### Task inputs
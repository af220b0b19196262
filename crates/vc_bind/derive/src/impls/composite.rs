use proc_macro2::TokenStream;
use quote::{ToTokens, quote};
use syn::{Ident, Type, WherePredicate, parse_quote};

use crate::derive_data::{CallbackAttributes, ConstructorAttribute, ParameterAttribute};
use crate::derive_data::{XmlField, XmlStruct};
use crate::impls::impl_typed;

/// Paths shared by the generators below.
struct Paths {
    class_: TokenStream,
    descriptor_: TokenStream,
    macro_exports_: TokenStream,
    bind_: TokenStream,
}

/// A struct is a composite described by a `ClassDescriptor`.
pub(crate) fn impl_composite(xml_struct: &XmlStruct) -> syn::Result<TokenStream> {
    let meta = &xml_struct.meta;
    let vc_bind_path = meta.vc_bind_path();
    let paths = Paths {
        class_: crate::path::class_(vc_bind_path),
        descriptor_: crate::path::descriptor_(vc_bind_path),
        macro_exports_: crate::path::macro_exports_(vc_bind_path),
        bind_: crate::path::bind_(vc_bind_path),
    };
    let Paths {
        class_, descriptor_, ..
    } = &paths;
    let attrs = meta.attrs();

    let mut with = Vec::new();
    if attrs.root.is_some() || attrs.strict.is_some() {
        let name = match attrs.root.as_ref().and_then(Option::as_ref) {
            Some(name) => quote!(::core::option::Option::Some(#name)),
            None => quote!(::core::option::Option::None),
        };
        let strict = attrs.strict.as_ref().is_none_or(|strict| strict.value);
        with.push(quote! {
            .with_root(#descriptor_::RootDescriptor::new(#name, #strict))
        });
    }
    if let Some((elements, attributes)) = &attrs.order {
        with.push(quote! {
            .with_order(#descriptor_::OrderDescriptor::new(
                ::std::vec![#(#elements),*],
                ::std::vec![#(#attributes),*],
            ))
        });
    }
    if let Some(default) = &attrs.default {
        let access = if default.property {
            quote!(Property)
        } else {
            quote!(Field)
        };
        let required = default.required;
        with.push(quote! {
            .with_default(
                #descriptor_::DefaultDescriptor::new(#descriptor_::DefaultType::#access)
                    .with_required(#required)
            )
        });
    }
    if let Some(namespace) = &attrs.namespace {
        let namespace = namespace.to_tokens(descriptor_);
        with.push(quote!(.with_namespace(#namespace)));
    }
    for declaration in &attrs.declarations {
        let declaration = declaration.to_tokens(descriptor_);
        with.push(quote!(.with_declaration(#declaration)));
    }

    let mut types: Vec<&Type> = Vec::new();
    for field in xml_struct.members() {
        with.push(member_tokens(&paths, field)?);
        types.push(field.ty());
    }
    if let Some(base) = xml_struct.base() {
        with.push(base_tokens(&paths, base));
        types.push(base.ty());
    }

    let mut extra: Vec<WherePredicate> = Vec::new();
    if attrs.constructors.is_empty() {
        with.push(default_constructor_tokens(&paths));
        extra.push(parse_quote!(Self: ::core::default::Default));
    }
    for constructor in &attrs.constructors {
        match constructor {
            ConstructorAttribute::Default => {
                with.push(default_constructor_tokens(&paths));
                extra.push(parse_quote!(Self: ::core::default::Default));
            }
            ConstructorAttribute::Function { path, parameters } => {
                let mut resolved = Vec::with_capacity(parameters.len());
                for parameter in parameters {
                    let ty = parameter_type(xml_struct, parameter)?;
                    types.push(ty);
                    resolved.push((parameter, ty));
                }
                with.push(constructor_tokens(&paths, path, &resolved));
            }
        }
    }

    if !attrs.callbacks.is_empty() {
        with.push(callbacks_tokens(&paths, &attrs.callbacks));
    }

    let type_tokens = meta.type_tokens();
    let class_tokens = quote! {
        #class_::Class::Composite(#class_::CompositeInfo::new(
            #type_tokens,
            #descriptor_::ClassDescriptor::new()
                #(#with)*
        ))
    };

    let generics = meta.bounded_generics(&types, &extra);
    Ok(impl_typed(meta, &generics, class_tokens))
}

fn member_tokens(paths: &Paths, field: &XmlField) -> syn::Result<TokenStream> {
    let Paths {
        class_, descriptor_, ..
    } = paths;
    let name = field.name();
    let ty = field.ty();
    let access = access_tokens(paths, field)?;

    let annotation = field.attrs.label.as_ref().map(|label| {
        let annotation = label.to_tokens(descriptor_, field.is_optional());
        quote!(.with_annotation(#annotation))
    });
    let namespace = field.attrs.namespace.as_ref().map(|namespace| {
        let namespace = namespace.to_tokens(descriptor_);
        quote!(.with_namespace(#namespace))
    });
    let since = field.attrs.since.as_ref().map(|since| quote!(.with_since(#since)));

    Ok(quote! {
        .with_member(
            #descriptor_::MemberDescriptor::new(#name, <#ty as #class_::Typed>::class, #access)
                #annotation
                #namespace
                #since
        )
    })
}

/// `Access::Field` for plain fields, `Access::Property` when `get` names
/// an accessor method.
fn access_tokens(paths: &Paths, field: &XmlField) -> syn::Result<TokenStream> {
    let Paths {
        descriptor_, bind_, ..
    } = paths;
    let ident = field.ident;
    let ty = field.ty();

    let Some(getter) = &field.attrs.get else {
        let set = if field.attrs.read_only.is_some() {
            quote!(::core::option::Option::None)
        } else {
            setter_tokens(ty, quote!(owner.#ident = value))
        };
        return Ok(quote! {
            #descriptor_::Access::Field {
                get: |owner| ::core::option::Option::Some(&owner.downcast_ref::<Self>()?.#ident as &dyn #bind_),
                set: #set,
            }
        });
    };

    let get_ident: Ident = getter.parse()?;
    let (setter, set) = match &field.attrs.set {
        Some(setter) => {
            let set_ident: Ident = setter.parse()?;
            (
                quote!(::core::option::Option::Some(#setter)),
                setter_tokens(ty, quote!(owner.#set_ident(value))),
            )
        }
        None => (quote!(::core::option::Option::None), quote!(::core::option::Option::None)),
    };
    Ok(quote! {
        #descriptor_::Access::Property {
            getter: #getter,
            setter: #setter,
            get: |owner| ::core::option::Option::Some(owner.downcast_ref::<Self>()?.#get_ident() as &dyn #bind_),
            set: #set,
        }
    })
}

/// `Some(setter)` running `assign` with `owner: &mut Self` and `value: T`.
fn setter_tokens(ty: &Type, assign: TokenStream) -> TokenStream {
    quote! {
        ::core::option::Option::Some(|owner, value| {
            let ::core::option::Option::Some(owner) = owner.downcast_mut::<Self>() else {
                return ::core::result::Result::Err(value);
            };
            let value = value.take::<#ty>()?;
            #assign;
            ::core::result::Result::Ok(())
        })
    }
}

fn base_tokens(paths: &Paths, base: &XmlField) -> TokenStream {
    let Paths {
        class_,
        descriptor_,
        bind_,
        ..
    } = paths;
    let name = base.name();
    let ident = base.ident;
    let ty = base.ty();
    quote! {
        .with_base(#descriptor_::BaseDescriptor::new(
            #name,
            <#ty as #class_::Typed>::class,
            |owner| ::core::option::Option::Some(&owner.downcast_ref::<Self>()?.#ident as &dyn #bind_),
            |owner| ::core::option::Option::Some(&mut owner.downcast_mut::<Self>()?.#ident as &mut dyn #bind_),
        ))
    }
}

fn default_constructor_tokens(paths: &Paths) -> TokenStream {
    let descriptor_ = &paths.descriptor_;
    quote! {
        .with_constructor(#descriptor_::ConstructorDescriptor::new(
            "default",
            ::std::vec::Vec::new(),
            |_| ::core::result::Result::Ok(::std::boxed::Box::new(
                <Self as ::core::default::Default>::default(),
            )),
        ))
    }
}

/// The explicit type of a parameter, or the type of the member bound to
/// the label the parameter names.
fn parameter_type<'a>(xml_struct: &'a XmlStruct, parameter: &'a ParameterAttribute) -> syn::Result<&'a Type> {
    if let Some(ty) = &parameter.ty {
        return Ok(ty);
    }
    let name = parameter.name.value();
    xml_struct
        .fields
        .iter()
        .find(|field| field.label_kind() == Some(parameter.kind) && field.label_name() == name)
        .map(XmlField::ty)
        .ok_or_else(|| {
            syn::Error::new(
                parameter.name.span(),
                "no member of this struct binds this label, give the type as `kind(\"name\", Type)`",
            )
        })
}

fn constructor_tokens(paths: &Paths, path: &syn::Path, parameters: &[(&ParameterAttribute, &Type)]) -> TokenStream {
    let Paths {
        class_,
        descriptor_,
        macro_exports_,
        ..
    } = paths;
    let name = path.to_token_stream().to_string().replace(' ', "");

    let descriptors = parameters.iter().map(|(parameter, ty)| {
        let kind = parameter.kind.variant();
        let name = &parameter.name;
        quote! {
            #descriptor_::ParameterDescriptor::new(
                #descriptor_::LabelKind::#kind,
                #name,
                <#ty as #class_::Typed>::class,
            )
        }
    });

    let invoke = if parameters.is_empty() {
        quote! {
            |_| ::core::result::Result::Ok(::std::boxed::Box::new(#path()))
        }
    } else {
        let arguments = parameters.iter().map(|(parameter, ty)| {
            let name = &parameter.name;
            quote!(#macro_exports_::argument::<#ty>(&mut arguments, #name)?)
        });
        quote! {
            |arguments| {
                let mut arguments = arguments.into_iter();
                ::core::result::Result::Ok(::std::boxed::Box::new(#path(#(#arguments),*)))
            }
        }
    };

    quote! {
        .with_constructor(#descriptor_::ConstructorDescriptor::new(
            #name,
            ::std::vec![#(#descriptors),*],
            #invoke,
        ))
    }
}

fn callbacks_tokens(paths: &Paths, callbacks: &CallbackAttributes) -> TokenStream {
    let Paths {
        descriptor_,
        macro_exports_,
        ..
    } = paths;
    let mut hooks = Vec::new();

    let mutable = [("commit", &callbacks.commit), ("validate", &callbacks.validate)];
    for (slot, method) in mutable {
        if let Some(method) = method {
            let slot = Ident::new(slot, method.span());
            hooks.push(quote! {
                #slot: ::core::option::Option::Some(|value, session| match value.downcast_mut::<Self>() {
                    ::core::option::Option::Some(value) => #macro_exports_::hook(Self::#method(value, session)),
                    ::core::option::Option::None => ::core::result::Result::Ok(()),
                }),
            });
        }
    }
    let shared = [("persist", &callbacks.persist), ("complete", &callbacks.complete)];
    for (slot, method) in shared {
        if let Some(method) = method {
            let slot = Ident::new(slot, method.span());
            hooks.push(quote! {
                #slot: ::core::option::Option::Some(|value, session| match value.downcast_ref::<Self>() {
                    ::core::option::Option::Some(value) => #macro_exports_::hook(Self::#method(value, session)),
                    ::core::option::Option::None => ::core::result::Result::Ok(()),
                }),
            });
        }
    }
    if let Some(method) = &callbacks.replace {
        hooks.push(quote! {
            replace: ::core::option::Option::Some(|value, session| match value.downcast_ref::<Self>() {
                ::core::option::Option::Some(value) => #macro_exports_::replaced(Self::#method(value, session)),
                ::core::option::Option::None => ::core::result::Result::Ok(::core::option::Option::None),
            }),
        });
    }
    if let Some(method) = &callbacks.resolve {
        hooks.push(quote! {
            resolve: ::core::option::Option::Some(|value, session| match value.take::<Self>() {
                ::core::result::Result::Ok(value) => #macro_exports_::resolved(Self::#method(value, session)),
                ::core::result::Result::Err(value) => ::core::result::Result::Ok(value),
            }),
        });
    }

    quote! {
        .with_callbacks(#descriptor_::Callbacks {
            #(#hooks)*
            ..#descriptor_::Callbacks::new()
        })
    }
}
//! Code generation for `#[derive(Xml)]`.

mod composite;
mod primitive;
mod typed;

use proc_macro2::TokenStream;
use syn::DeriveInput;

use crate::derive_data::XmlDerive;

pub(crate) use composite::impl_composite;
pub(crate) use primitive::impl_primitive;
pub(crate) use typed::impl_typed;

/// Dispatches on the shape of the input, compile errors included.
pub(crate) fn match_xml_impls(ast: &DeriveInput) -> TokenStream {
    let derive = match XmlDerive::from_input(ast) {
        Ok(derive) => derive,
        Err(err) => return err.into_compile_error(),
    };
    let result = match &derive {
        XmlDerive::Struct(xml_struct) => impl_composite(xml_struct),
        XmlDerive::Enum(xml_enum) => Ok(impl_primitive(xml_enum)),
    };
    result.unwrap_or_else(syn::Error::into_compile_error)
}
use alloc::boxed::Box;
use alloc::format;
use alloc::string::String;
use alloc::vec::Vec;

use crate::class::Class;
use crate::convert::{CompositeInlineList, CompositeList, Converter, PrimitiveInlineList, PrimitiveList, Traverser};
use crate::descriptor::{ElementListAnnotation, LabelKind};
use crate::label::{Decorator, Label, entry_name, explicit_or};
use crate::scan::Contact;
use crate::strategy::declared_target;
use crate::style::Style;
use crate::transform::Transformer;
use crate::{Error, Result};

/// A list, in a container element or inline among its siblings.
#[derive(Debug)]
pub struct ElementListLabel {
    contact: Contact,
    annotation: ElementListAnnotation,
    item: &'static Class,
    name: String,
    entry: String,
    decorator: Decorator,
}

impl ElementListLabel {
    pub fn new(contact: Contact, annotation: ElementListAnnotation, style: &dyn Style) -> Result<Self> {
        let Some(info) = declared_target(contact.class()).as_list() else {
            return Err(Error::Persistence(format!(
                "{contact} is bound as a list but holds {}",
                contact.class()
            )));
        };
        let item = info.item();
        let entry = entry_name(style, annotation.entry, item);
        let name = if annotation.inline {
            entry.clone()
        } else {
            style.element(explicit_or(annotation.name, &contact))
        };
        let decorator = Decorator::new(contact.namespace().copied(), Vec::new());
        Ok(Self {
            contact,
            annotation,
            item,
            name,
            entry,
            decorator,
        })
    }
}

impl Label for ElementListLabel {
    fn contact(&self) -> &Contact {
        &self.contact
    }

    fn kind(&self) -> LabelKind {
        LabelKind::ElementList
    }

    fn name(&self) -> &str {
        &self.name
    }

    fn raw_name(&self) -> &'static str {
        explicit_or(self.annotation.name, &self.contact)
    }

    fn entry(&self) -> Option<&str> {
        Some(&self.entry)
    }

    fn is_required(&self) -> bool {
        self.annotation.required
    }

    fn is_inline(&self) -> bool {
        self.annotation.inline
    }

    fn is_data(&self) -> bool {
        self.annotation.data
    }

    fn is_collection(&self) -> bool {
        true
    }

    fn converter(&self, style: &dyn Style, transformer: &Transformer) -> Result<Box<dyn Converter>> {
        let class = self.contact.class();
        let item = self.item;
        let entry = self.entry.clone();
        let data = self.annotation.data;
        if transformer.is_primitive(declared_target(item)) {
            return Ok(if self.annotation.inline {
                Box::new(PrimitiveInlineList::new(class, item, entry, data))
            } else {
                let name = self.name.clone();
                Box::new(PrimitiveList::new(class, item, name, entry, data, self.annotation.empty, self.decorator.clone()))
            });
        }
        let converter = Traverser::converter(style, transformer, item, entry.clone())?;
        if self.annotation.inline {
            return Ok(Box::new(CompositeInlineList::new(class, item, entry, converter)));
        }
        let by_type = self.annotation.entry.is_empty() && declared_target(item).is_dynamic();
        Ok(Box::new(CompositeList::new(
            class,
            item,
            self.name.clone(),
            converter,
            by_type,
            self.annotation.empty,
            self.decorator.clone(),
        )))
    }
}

### Your instructions
Repeat exactly the lines of the data from the first one through the line with "the generators below.", both of them included.

### Your solution
repository af220b0b19196262
filename crates/vc_bind/derive/src/impls/composite.rs
use proc_macro2::TokenStream;
use quote::{ToTokens, quote};
use syn::{Ident, Type, WherePredicate, parse_quote};

use crate::derive_data::{CallbackAttributes, ConstructorAttribute, ParameterAttribute};
use crate::derive_data::{XmlField, XmlStruct};
use crate::impls::impl_typed;

/// Paths shared by the generators below.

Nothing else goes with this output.